Required action:
Without a single alteration, write the listing out again.
===== Provided entries =====
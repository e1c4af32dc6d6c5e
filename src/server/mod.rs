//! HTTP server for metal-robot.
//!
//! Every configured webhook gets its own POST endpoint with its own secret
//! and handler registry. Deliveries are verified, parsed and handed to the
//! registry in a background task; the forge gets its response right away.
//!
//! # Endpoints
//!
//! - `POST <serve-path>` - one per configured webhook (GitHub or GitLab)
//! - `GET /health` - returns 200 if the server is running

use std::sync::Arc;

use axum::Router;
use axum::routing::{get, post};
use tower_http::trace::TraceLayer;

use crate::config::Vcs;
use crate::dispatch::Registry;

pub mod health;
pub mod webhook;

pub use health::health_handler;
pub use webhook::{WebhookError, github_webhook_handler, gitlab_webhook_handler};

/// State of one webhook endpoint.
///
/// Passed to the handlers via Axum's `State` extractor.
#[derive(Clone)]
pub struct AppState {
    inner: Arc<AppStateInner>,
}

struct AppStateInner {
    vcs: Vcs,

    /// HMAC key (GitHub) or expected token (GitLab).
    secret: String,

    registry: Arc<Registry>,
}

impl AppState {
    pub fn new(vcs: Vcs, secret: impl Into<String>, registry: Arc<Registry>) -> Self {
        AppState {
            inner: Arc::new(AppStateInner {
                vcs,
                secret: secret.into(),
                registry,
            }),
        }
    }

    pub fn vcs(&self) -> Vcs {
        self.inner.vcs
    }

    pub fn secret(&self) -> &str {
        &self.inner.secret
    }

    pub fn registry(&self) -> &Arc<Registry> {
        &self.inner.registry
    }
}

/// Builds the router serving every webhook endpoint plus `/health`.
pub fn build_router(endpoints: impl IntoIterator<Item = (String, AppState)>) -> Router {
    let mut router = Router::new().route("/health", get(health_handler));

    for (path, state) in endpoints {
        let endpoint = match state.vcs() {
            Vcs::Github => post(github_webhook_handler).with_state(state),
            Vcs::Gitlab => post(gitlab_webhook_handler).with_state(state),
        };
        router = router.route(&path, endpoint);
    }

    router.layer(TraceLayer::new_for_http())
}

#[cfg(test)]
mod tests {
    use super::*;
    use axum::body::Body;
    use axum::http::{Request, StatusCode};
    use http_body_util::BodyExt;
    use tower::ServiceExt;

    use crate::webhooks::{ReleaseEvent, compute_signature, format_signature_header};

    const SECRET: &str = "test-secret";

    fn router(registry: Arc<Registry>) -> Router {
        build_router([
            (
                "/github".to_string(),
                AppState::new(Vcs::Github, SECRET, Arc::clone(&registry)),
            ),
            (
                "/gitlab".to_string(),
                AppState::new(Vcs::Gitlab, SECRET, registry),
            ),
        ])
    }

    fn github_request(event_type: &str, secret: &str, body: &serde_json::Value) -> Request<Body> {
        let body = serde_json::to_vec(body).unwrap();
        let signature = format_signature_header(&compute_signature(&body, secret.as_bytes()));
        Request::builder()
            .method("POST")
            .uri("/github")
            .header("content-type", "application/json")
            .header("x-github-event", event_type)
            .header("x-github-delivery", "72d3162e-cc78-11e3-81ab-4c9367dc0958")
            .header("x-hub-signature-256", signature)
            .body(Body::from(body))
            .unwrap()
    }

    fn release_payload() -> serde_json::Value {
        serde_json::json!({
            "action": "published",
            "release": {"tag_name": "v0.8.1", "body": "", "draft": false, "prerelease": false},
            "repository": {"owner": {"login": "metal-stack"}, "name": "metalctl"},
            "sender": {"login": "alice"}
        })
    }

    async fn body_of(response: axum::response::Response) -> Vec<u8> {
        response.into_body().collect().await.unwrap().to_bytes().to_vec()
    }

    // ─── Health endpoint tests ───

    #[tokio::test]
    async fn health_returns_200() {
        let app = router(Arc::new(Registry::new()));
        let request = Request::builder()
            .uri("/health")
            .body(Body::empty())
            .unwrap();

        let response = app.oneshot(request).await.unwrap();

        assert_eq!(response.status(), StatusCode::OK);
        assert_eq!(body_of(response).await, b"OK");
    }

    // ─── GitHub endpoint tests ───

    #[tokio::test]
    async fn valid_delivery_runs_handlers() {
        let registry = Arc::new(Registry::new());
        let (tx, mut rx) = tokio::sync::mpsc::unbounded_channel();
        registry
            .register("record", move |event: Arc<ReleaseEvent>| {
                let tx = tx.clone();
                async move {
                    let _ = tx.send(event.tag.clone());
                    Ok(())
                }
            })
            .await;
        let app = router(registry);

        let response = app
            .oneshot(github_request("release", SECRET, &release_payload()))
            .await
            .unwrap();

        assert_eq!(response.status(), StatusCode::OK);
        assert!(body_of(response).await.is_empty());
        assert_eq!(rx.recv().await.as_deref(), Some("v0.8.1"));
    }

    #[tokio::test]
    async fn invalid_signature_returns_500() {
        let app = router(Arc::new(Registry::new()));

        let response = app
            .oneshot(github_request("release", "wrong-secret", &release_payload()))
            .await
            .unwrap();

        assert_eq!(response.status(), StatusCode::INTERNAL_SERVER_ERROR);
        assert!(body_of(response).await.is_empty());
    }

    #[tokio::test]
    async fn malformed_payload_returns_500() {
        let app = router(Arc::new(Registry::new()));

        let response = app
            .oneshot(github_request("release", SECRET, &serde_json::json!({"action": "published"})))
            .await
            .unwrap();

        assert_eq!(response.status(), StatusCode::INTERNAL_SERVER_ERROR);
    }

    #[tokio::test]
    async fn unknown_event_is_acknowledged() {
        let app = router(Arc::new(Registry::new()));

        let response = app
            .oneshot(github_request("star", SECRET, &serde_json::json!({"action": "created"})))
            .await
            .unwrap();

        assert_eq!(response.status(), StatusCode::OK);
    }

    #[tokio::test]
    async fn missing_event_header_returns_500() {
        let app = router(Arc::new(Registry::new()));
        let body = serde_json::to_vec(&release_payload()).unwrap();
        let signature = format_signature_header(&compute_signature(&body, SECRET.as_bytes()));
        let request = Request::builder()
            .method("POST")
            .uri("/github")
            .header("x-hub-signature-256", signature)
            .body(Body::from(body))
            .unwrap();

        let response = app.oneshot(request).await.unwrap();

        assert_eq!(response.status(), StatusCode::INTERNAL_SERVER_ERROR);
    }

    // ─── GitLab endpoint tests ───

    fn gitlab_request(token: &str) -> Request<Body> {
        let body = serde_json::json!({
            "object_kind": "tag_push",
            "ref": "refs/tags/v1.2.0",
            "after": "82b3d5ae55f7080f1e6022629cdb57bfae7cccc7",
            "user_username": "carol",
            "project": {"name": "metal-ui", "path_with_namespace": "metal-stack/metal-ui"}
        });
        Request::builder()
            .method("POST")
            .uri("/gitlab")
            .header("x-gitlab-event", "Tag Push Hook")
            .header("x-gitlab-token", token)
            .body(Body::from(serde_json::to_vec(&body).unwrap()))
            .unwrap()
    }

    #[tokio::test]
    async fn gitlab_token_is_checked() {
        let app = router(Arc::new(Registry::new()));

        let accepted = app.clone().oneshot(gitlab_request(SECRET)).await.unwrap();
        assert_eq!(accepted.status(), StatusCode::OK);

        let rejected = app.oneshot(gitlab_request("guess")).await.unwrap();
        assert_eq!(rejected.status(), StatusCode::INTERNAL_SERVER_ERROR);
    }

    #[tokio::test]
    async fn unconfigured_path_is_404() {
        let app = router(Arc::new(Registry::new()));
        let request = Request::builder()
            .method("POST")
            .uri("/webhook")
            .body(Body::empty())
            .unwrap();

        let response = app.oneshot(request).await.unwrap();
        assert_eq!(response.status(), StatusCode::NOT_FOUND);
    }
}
=====
Task output:
repository e1c4af32dc6d6c5e
filename src/server/mod.rs
//! HTTP server for metal-robot.
//!
//! Every configured webhook gets its own POST endpoint with its own secret
//! and handler registry. Deliveries are verified, parsed and handed to the
//! registry in a background task; the forge gets its response right away.
//!
//! # Endpoints
//!
//! - `POST <serve-path>` - one per configured webhook (GitHub or GitLab)
//! - `GET /health` - returns 200 if the server is running

use std::sync::Arc;

use axum::Router;
use axum::routing::{get, post};
use tower_http::trace::TraceLayer;

use crate::config::Vcs;
use crate::dispatch::Registry;

pub mod health;
pub mod webhook;

pub use health::health_handler;
pub use webhook::{WebhookError, github_webhook_handler, gitlab_webhook_handler};

/// State of one webhook endpoint.
///
/// Passed to the handlers via Axum's `State` extractor.
#[derive(Clone)]
pub struct AppState {
    inner: Arc<AppStateInner>,
}

struct AppStateInner {
    vcs: Vcs,

    /// HMAC key (GitHub) or expected token (GitLab).
    secret: String,

    registry: Arc<Registry>,
}

impl AppState {
    pub fn new(vcs: Vcs, secret: impl Into<String>, registry: Arc<Registry>) -> Self {
        AppState {
            inner: Arc::new(AppStateInner {
                vcs,
                secret: secret.into(),
                registry,
            }),
        }
    }

    pub fn vcs(&self) -> Vcs {
        self.inner.vcs
    }

    pub fn secret(&self) -> &str {
        &self.inner.secret
    }

    pub fn registry(&self) -> &Arc<Registry> {
        &self.inner.registry
    }
}

/// Builds the router serving every webhook endpoint plus `/health`.
pub fn build_router(endpoints: impl IntoIterator<Item = (String, AppState)>) -> Router {
    let mut router = Router::new().route("/health", get(health_handler));

    for (path, state) in endpoints {
        let endpoint = match state.vcs() {
            Vcs::Github => post(github_webhook_handler).with_state(state),
            Vcs::Gitlab => post(gitlab_webhook_handler).with_state(state),
        };
        router = router.route(&path, endpoint);
    }

    router.layer(TraceLayer::new_for_http())
}

#[cfg(test)]
mod tests {
    use super::*;
    use axum::body::Body;
    use axum::http::{Request, StatusCode};
    use http_body_util::BodyExt;
    use tower::ServiceExt;

    use crate::webhooks::{ReleaseEvent, compute_signature, format_signature_header};

    const SECRET: &str = "test-secret";

    fn router(registry: Arc<Registry>) -> Router {
        build_router([
            (
                "/github".to_string(),
                AppState::new(Vcs::Github, SECRET, Arc::clone(&registry)),
            ),
            (
                "/gitlab".to_string(),
                AppState::new(Vcs::Gitlab, SECRET, registry),
            ),
        ])
    }

    fn github_request(event_type: &str, secret: &str, body: &serde_json::Value) -> Request<Body> {
        let body = serde_json::to_vec(body).unwrap();
        let signature = format_signature_header(&compute_signature(&body, secret.as_bytes()));
        Request::builder()
            .method("POST")
            .uri("/github")
            .header("content-type", "application/json")
            .header("x-github-event", event_type)
            .header("x-github-delivery", "72d3162e-cc78-11e3-81ab-4c9367dc0958")
            .header("x-hub-signature-256", signature)
            .body(Body::from(body))
            .unwrap()
    }

    fn release_payload() -> serde_json::Value {
        serde_json::json!({
            "action": "published",
            "release": {"tag_name": "v0.8.1", "body": "", "draft": false, "prerelease": false},
            "repository": {"owner": {"login": "metal-stack"}, "name": "metalctl"},
            "sender": {"login": "alice"}
        })
    }

    async fn body_of(response: axum::response::Response) -> Vec<u8> {
        response.into_body().collect().await.unwrap().to_bytes().to_vec()
    }

    // ─── Health endpoint tests ───

    #[tokio::test]
    async fn health_returns_200() {
        let app = router(Arc::new(Registry::new()));
        let request = Request::builder()
            .uri("/health")
            .body(Body::empty())
            .unwrap();

        let response = app.oneshot(request).await.unwrap();

        assert_eq!(response.status(), StatusCode::OK);
        assert_eq!(body_of(response).await, b"OK");
    }

    // ─── GitHub endpoint tests ───

    #[tokio::test]
    async fn valid_delivery_runs_handlers() {
        let registry = Arc::new(Registry::new());
        let (tx, mut rx) = tokio::sync::mpsc::unbounded_channel();
        registry
            .register("record", move |event: Arc<ReleaseEvent>| {
                let tx = tx.clone();
                async move {
                    let _ = tx.send(event.tag.clone());
                    Ok(())
                }
            })
            .await;
        let app = router(registry);

        let response = app
            .oneshot(github_request("release", SECRET, &release_payload()))
            .await
            .unwrap();

        assert_eq!(response.status(), StatusCode::OK);
        assert!(body_of(response).await.is_empty());
        assert_eq!(rx.recv().await.as_deref(), Some("v0.8.1"));
    }

    #[tokio::test]
    async fn invalid_signature_returns_500() {
        let app = router(Arc::new(Registry::new()));

        let response = app
            .oneshot(github_request("release", "wrong-secret", &release_payload()))
            .await
            .unwrap();

        assert_eq!(response.status(), StatusCode::INTERNAL_SERVER_ERROR);
        assert!(body_of(response).await.is_empty());
    }

    #[tokio::test]
    async fn malformed_payload_returns_500() {
        let app = router(Arc::new(Registry::new()));

        let response = app
            .oneshot(github_request("release", SECRET, &serde_json::json!({"action": "published"})))
            .await
            .unwrap();

        assert_eq!(response.status(), StatusCode::INTERNAL_SERVER_ERROR);
    }

    #[tokio::test]
    async fn unknown_event_is_acknowledged() {
        let app = router(Arc::new(Registry::new()));

        let response = app
            .oneshot(github_request("star", SECRET, &serde_json::json!({"action": "created"})))
            .await
            .unwrap();

        assert_eq!(response.status(), StatusCode::OK);
    }

    #[tokio::test]
    async fn missing_event_header_returns_500() {
        let app = router(Arc::new(Registry::new()));
        let body = serde_json::to_vec(&release_payload()).unwrap();
        let signature = format_signature_header(&compute_signature(&body, SECRET.as_bytes()));
        let request = Request::builder()
            .method("POST")
            .uri("/github")
            .header("x-hub-signature-256", signature)
            .body(Body::from(body))
            .unwrap();

        let response = app.oneshot(request).await.unwrap();

        assert_eq!(response.status(), StatusCode::INTERNAL_SERVER_ERROR);
    }

    // ─── GitLab endpoint tests ───

    fn gitlab_request(token: &str) -> Request<Body> {
        let body = serde_json::json!({
            "object_kind": "tag_push",
            "ref": "refs/tags/v1.2.0",
            "after": "82b3d5ae55f7080f1e6022629cdb57bfae7cccc7",
            "user_username": "carol",
            "project": {"name": "metal-ui", "path_with_namespace": "metal-stack/metal-ui"}
        });
        Request::builder()
            .method("POST")
            .uri("/gitlab")
            .header("x-gitlab-event", "Tag Push Hook")
            .header("x-gitlab-token", token)
            .body(Body::from(serde_json::to_vec(&body).unwrap()))
            .unwrap()
    }

    #[tokio::test]
    async fn gitlab_token_is_checked() {
        let app = router(Arc::new(Registry::new()));

        let accepted = app.clone().oneshot(gitlab_request(SECRET)).await.unwrap();
        assert_eq!(accepted.status(), StatusCode::OK);

        let rejected = app.oneshot(gitlab_request("guess")).await.unwrap();
        assert_eq!(rejected.status(), StatusCode::INTERNAL_SERVER_ERROR);
    }

    #[tokio::test]
    async fn unconfigured_path_is_404() {
        let app = router(Arc::new(Registry::new()));
        let request = Request::builder()
            .method("POST")
            .uri("/webhook")
            .body(Body::empty())
            .unwrap();

        let response = app.oneshot(request).await.unwrap();
        assert_eq!(response.status(), StatusCode::NOT_FOUND);
    }
}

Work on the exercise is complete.